Okay this post is long-winded and unorganized enough, I'm just asking for any kind of help or advice that anyone can offer. I have used all of the tools and methods I can think of to overcome this but I can't and it's effecting me greatly. I may just be really fuckin lazy and this is a big rationalization, but I genuinely feel powerless against this issue and like I've already tried everything I can, ready to give up.

other info that may be relevant:

I'm 21 years old

I'm Attending community college, I always end up dropping most my classes before the drop date though, because by the drop date I'm usually already quite far behind on my work. This semester was the worst and I dropped all of my classes, because I had a very long sickness I new I was going to have to deal with and was already having enough trouble keeping up(see below). I've gotten A's in all the classes I have completed but have never done more than 2 classes in one semester. And only completed math and computer science classes.
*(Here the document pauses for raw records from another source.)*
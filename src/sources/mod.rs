//! Collaborator interfaces consumed by the engine
//!
//! The engine never talks to admin screens or external systems directly; it
//! consumes them through these traits:
//!
//! - [`ScheduleSource`] - location schedules and the staff roster
//! - [`ShiftPlanSource`] - per-staff, per-day working-hours entries
//! - [`TimeOffSource`] - time-offs and exceptions as blocked intervals
//! - [`ResourceRegistry`] - bookable resource free intervals
//! - [`ServiceCatalog`] - ordered step specifications per service
//!
//! [`MemorySources`] implements all of them over a TOML fixture set for
//! tests, the one-shot CLI and demo deployments. Production deployments
//! plug real adapters in behind the same traits.

use std::collections::HashSet;
use std::path::Path;
use std::sync::Arc;

use anyhow::Context;
use async_trait::async_trait;
use chrono::{DateTime, NaiveDate, Utc};
use serde::{Deserialize, Serialize};

use crate::error::{Error, Result};
use crate::models::{ServiceStepSpec, TimeInterval};
use crate::schedule::{LocationSchedule, ShiftPlanEntry, StaffMember};

// ============================================================================
// Traits
// ============================================================================

/// Source of location schedules and staff rosters.
#[async_trait]
pub trait ScheduleSource: Send + Sync {
    /// Schedule definition for a location, if the location exists.
    async fn location_schedule(&self, location_id: &str) -> Result<Option<LocationSchedule>>;

    /// Staff roster of a location.
    async fn staff_for_location(&self, location_id: &str) -> Result<Vec<StaffMember>>;
}

/// External per-staff, per-day working-hours source.
#[async_trait]
pub trait ShiftPlanSource: Send + Sync {
    /// Shift-plan entries for one staff member over a set of local dates.
    async fn entries(&self, staff_id: &str, dates: &[NaiveDate]) -> Result<Vec<ShiftPlanEntry>>;
}

/// Time-offs and exceptions, already flattened to blocked intervals.
#[async_trait]
pub trait TimeOffSource: Send + Sync {
    async fn blocked_intervals(
        &self,
        staff_id: &str,
        window: &TimeInterval,
    ) -> Result<Vec<TimeInterval>>;
}

/// Registry of bookable resources (rooms, chairs, devices).
#[async_trait]
pub trait ResourceRegistry: Send + Sync {
    /// Free intervals of a resource within a window. Unknown resources are
    /// fully busy.
    async fn free_intervals(
        &self,
        resource_id: &str,
        window: &TimeInterval,
    ) -> Result<Vec<TimeInterval>>;
}

/// Service definitions: ordered step specs per service.
#[async_trait]
pub trait ServiceCatalog: Send + Sync {
    /// Ordered steps of a service, or `None` for an unknown service.
    async fn service_steps(&self, service_id: &str) -> Result<Option<Vec<ServiceStepSpec>>>;
}

/// Concatenate the ordered steps of all requested services, in request
/// order. Unknown services are a not-found error; an oversized chain is a
/// validation error.
pub async fn chained_steps(
    catalog: &Arc<dyn ServiceCatalog>,
    service_ids: &[String],
    max_services: usize,
) -> Result<Vec<ServiceStepSpec>> {
    if service_ids.is_empty() {
        return Err(Error::validation("at least one service is required"));
    }
    if service_ids.len() > max_services {
        return Err(Error::validation(format!(
            "too many services: {} (maximum {max_services})",
            service_ids.len()
        )));
    }

    let mut steps = Vec::new();
    for service_id in service_ids {
        let service_steps = catalog
            .service_steps(service_id)
            .await?
            .ok_or_else(|| Error::not_found(format!("service '{service_id}'")))?;
        steps.extend(service_steps);
    }
    Ok(steps)
}

// ============================================================================
// Fixture Set
// ============================================================================

/// One service definition in a fixture file.
#[derive(Debug, Clone, Serialize, Deserialize)]
pub struct ServiceFixture {
    pub id: String,
    pub steps: Vec<ServiceStepFixture>,
}

/// One step of a fixture service; `service_id` is filled from the parent.
#[derive(Debug, Clone, Serialize, Deserialize)]
pub struct ServiceStepFixture {
    pub duration_min: i64,
    #[serde(default = "default_requires_staff")]
    pub requires_staff: bool,
    #[serde(default, skip_serializing_if = "Option::is_none")]
    pub allowed_resources: Option<Vec<String>>,
}

fn default_requires_staff() -> bool {
    true
}

/// A time-off or exception entry.
#[derive(Debug, Clone, Serialize, Deserialize)]
pub struct TimeOffFixture {
    pub staff_id: String,
    pub start: DateTime<Utc>,
    pub end: DateTime<Utc>,
}

/// A resource with its busy spans.
#[derive(Debug, Clone, Serialize, Deserialize)]
pub struct ResourceFixture {
    pub id: String,
    pub location_id: String,
    #[serde(default)]
    pub busy: Vec<BusySpan>,
}

#[derive(Debug, Clone, Serialize, Deserialize)]
pub struct BusySpan {
    pub start: DateTime<Utc>,
    pub end: DateTime<Utc>,
}

/// Complete collaborator data set, loadable from TOML.
#[derive(Debug, Clone, Default, Serialize, Deserialize)]
pub struct FixtureSet {
    #[serde(default)]
    pub locations: Vec<LocationSchedule>,
    #[serde(default)]
    pub staff: Vec<StaffMember>,
    #[serde(default)]
    pub services: Vec<ServiceFixture>,
    #[serde(default)]
    pub time_offs: Vec<TimeOffFixture>,
    #[serde(default)]
    pub shift_entries: Vec<ShiftPlanEntry>,
    #[serde(default)]
    pub resources: Vec<ResourceFixture>,
}

impl FixtureSet {
    /// Load a fixture set from a TOML file.
    pub fn from_file(path: impl AsRef<Path>) -> anyhow::Result<Self> {
        let path = path.as_ref();
        let content = std::fs::read_to_string(path)
            .with_context(|| format!("Failed to read fixture file: {}", path.display()))?;
        let fixtures: Self = toml::from_str(&content)
            .with_context(|| format!("Failed to parse fixture file: {}", path.display()))?;
        Ok(fixtures)
    }
}

// ============================================================================
// In-Memory Implementation
// ============================================================================

/// Fixture-backed implementation of every collaborator trait.
///
/// Staff listed in `fail_shift_plan_for` simulate an unreachable shift-plan
/// source so degradation paths can be exercised without a network.
pub struct MemorySources {
    fixtures: FixtureSet,
    fail_shift_plan_for: HashSet<String>,
}

impl MemorySources {
    pub fn new(fixtures: FixtureSet) -> Self {
        Self {
            fixtures,
            fail_shift_plan_for: HashSet::new(),
        }
    }

    pub fn from_file(path: impl AsRef<Path>) -> anyhow::Result<Self> {
        Ok(Self::new(FixtureSet::from_file(path)?))
    }

    /// Simulate an unreachable shift-plan source for one staff member.
    pub fn with_failing_shift_plan(mut self, staff_id: impl Into<String>) -> Self {
        self.fail_shift_plan_for.insert(staff_id.into());
        self
    }

    /// Wrap into the `Arc<dyn Trait>` handles the services consume.
    pub fn into_handles(self) -> SourceHandles {
        let shared = Arc::new(self);
        SourceHandles {
            schedule: shared.clone(),
            shift_plan: shared.clone(),
            time_off: shared.clone(),
            resources: shared.clone(),
            catalog: shared,
        }
    }
}

/// Bundle of trait-object handles over one source backend.
#[derive(Clone)]
pub struct SourceHandles {
    pub schedule: Arc<dyn ScheduleSource>,
    pub shift_plan: Arc<dyn ShiftPlanSource>,
    pub time_off: Arc<dyn TimeOffSource>,
    pub resources: Arc<dyn ResourceRegistry>,
    pub catalog: Arc<dyn ServiceCatalog>,
}

#[async_trait]
impl ScheduleSource for MemorySources {
    async fn location_schedule(&self, location_id: &str) -> Result<Option<LocationSchedule>> {
        Ok(self
            .fixtures
            .locations
            .iter()
            .find(|l| l.location_id == location_id)
            .cloned())
    }

    async fn staff_for_location(&self, location_id: &str) -> Result<Vec<StaffMember>> {
        Ok(self
            .fixtures
            .staff
            .iter()
            .filter(|s| s.location_id == location_id)
            .cloned()
            .collect())
    }
}

#[async_trait]
impl ShiftPlanSource for MemorySources {
    async fn entries(&self, staff_id: &str, dates: &[NaiveDate]) -> Result<Vec<ShiftPlanEntry>> {
        if self.fail_shift_plan_for.contains(staff_id) {
            return Err(Error::upstream(format!(
                "shift-plan source unreachable for staff '{staff_id}'"
            )));
        }
        Ok(self
            .fixtures
            .shift_entries
            .iter()
            .filter(|e| e.staff_id == staff_id && dates.contains(&e.date))
            .cloned()
            .collect())
    }
}

#[async_trait]
impl TimeOffSource for MemorySources {
    async fn blocked_intervals(
        &self,
        staff_id: &str,
        window: &TimeInterval,
    ) -> Result<Vec<TimeInterval>> {
        Ok(self
            .fixtures
            .time_offs
            .iter()
            .filter(|t| t.staff_id == staff_id)
            .filter_map(|t| TimeInterval::new(t.start, t.end))
            .filter(|iv| iv.overlaps(window))
            .collect())
    }
}

#[async_trait]
impl ResourceRegistry for MemorySources {
    async fn free_intervals(
        &self,
        resource_id: &str,
        window: &TimeInterval,
    ) -> Result<Vec<TimeInterval>> {
        let Some(resource) = self.fixtures.resources.iter().find(|r| r.id == resource_id) else {
            // Unknown resources are fully busy
            return Ok(Vec::new());
        };

        let busy: Vec<TimeInterval> = resource
            .busy
            .iter()
            .filter_map(|b| TimeInterval::new(b.start, b.end))
            .collect();
        Ok(window.subtract_all(&busy))
    }
}

#[async_trait]
impl ServiceCatalog for MemorySources {
    async fn service_steps(&self, service_id: &str) -> Result<Option<Vec<ServiceStepSpec>>> {
        let Some(service) = self.fixtures.services.iter().find(|s| s.id == service_id) else {
            return Ok(None);
        };
        Ok(Some(
            service
                .steps
                .iter()
                .map(|step| ServiceStepSpec {
                    service_id: service.id.clone(),
                    duration_min: step.duration_min,
                    requires_staff: step.requires_staff,
                    allowed_resources: step.allowed_resources.clone(),
                })
                .collect(),
        ))
    }
}

#[cfg(test)]
mod tests {
    use super::*;
    use chrono::TimeZone;

    fn fixtures() -> FixtureSet {
        FixtureSet {
            locations: vec![LocationSchedule {
                location_id: "downtown".to_string(),
                utc_offset_min: 0,
                weekly: vec![],
                overrides: vec![],
                shift_plan_mode: false,
            }],
            staff: vec![StaffMember {
                id: "alice".to_string(),
                location_id: "downtown".to_string(),
                display_name: "Alice".to_string(),
                service_ids: vec![],
            }],
            services: vec![ServiceFixture {
                id: "cut".to_string(),
                steps: vec![ServiceStepFixture {
                    duration_min: 30,
                    requires_staff: true,
                    allowed_resources: None,
                }],
            }],
            time_offs: vec![],
            shift_entries: vec![],
            resources: vec![ResourceFixture {
                id: "room1".to_string(),
                location_id: "downtown".to_string(),
                busy: vec![BusySpan {
                    start: Utc.with_ymd_and_hms(2026, 8, 10, 10, 0, 0).unwrap(),
                    end: Utc.with_ymd_and_hms(2026, 8, 10, 11, 0, 0).unwrap(),
                }],
            }],
        }
    }

    #[tokio::test]
    async fn test_location_lookup() {
        let sources = MemorySources::new(fixtures());
        assert!(sources
            .location_schedule("downtown")
            .await
            .unwrap()
            .is_some());
        assert!(sources.location_schedule("uptown").await.unwrap().is_none());
    }

    #[tokio::test]
    async fn test_service_steps_fill_service_id() {
        let sources = MemorySources::new(fixtures());
        let steps = sources.service_steps("cut").await.unwrap().unwrap();
        assert_eq!(steps.len(), 1);
        assert_eq!(steps[0].service_id, "cut");
        assert!(sources.service_steps("massage").await.unwrap().is_none());
    }

    #[tokio::test]
    async fn test_resource_free_intervals_subtract_busy() {
        let sources = MemorySources::new(fixtures());
        let window = TimeInterval::new(
            Utc.with_ymd_and_hms(2026, 8, 10, 9, 0, 0).unwrap(),
            Utc.with_ymd_and_hms(2026, 8, 10, 12, 0, 0).unwrap(),
        )
        .unwrap();

        let free = sources.free_intervals("room1", &window).await.unwrap();
        assert_eq!(free.len(), 2);
        assert_eq!(free[0].end, Utc.with_ymd_and_hms(2026, 8, 10, 10, 0, 0).unwrap());
        assert_eq!(
            free[1].start,
            Utc.with_ymd_and_hms(2026, 8, 10, 11, 0, 0).unwrap()
        );

        // Unknown resource is fully busy
        assert!(sources
            .free_intervals("room9", &window)
            .await
            .unwrap()
            .is_empty());
    }

    #[tokio::test]
    async fn test_failing_shift_plan_knob() {
        let sources = MemorySources::new(fixtures()).with_failing_shift_plan("alice");
        let dates = vec![NaiveDate::from_ymd_opt(2026, 8, 10).unwrap()];
        assert!(sources.entries("alice", &dates).await.is_err());
        assert!(sources.entries("bob", &dates).await.is_ok());
    }
}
I'm a recently recovered opiate addict, over a year ago I quit my 2-year heroin addiction and put myself on suboxone maintenance. I quit that cold turkey at the beginning of this school year(month or 2 ago). I decided I wanted to stop being lazy and underacheiving and for some reason thought that drugs were causing my problems, even they they were present before I started using them. Since quitting I have been much worse, possibly due to PAWS(post-acute withdrawal syndrome, a mild form of withdrawal following regular withdrawal. it lasts 6+ months after cessation of opiate use while your brain adjusts to creating it's own endorphines(endorphine literally means endogenous morphine) instead of getting it's supply artificially) but I don't think my habit wasn't big enough to cause such serious PAWS. And I don't have time to wait for it to be over to start doing anything.
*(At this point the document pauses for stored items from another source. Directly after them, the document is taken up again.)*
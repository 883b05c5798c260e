//! API server assembly
//!
//! Wires the availability and booking services, the hold manager and the
//! configuration into an axum server with optional CORS and request
//! tracing, plus graceful shutdown.

use std::net::SocketAddr;
use std::sync::Arc;
use std::time::Instant;

use axum::Router;
use thiserror::Error;
use tower_http::cors::{Any, CorsLayer};
use tower_http::trace::TraceLayer;

use crate::availability::AvailabilityService;
use crate::booking::BookingService;
use crate::config::Config;
use crate::hold::HoldManager;

use super::api::create_router;

// ============================================================================
// App State
// ============================================================================

/// Shared application state
#[derive(Clone)]
pub struct AppState {
    /// Availability read path
    pub availability: Arc<AvailabilityService>,

    /// Booking claim protocol
    pub booking: Arc<BookingService>,

    /// Advisory hold manager
    pub holds: Arc<HoldManager>,

    /// Server start time
    pub start_time: Instant,
}

impl AppState {
    pub fn new(
        availability: Arc<AvailabilityService>,
        booking: Arc<BookingService>,
        holds: Arc<HoldManager>,
    ) -> Self {
        Self {
            availability,
            booking,
            holds,
            start_time: Instant::now(),
        }
    }
}

// ============================================================================
// Server Errors
// ============================================================================

/// Server startup and serving errors
#[derive(Debug, Error)]
pub enum ServerError {
    #[error("configuration error: {0}")]
    ConfigError(String),

    #[error("failed to bind {addr}: {reason}")]
    BindError { addr: SocketAddr, reason: String },

    #[error("serve error: {0}")]
    ServeError(String),
}

// ============================================================================
// API Server
// ============================================================================

/// Main API server
pub struct ApiServer {
    config: Config,
    state: AppState,
}

impl ApiServer {
    pub fn new(config: Config, state: AppState) -> Result<Self, ServerError> {
        config
            .validate()
            .map_err(|e| ServerError::ConfigError(e.to_string()))?;
        Ok(Self { config, state })
    }

    /// Get the application state
    pub fn state(&self) -> AppState {
        self.state.clone()
    }

    /// Build the router with all routes and layers
    pub fn build_router(&self) -> Router {
        let mut router = create_router(self.state.clone());

        if self.config.server.enable_cors {
            router = router.layer(
                CorsLayer::new()
                    .allow_origin(Any)
                    .allow_methods(Any)
                    .allow_headers(Any),
            );
        }

        if self.config.server.enable_request_logging {
            router = router.layer(TraceLayer::new_for_http());
        }

        router
    }

    fn bind_address(&self) -> Result<SocketAddr, ServerError> {
        self.config
            .server
            .bind_address
            .parse()
            .map_err(|e| ServerError::ConfigError(format!("invalid bind address: {e}")))
    }

    /// Start the server and serve until the process ends
    pub async fn start(&self) -> Result<(), ServerError> {
        self.serve(std::future::pending()).await
    }

    /// Start with graceful shutdown on the given signal
    pub async fn start_with_shutdown(
        &self,
        shutdown_signal: impl std::future::Future<Output = ()> + Send + 'static,
    ) -> Result<(), ServerError> {
        self.serve(shutdown_signal).await
    }

    async fn serve(
        &self,
        shutdown_signal: impl std::future::Future<Output = ()> + Send + 'static,
    ) -> Result<(), ServerError> {
        let router = self.build_router();
        let addr = self.bind_address()?;

        tracing::info!(addr = %addr, "Starting booking API server");

        let listener = tokio::net::TcpListener::bind(addr)
            .await
            .map_err(|e| ServerError::BindError {
                addr,
                reason: e.to_string(),
            })?;

        axum::serve(listener, router)
            .with_graceful_shutdown(shutdown_signal)
            .await
            .map_err(|e| ServerError::ServeError(e.to_string()))?;

        tracing::info!("Server stopped");
        Ok(())
    }
}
I'm most likely bipolar and have social anxiety, although I'm getting much better with the latter. I was diagnosed bipolar 2 but medication made me literally go insane. Also diagnosed OCD but I really just don't have OCD. I feel I relate much better to people with Aspergers than normal people but not sure if I actually have it, probably not. I'm definitely pretty severely depressed, the numb kind of depression not the sad kind.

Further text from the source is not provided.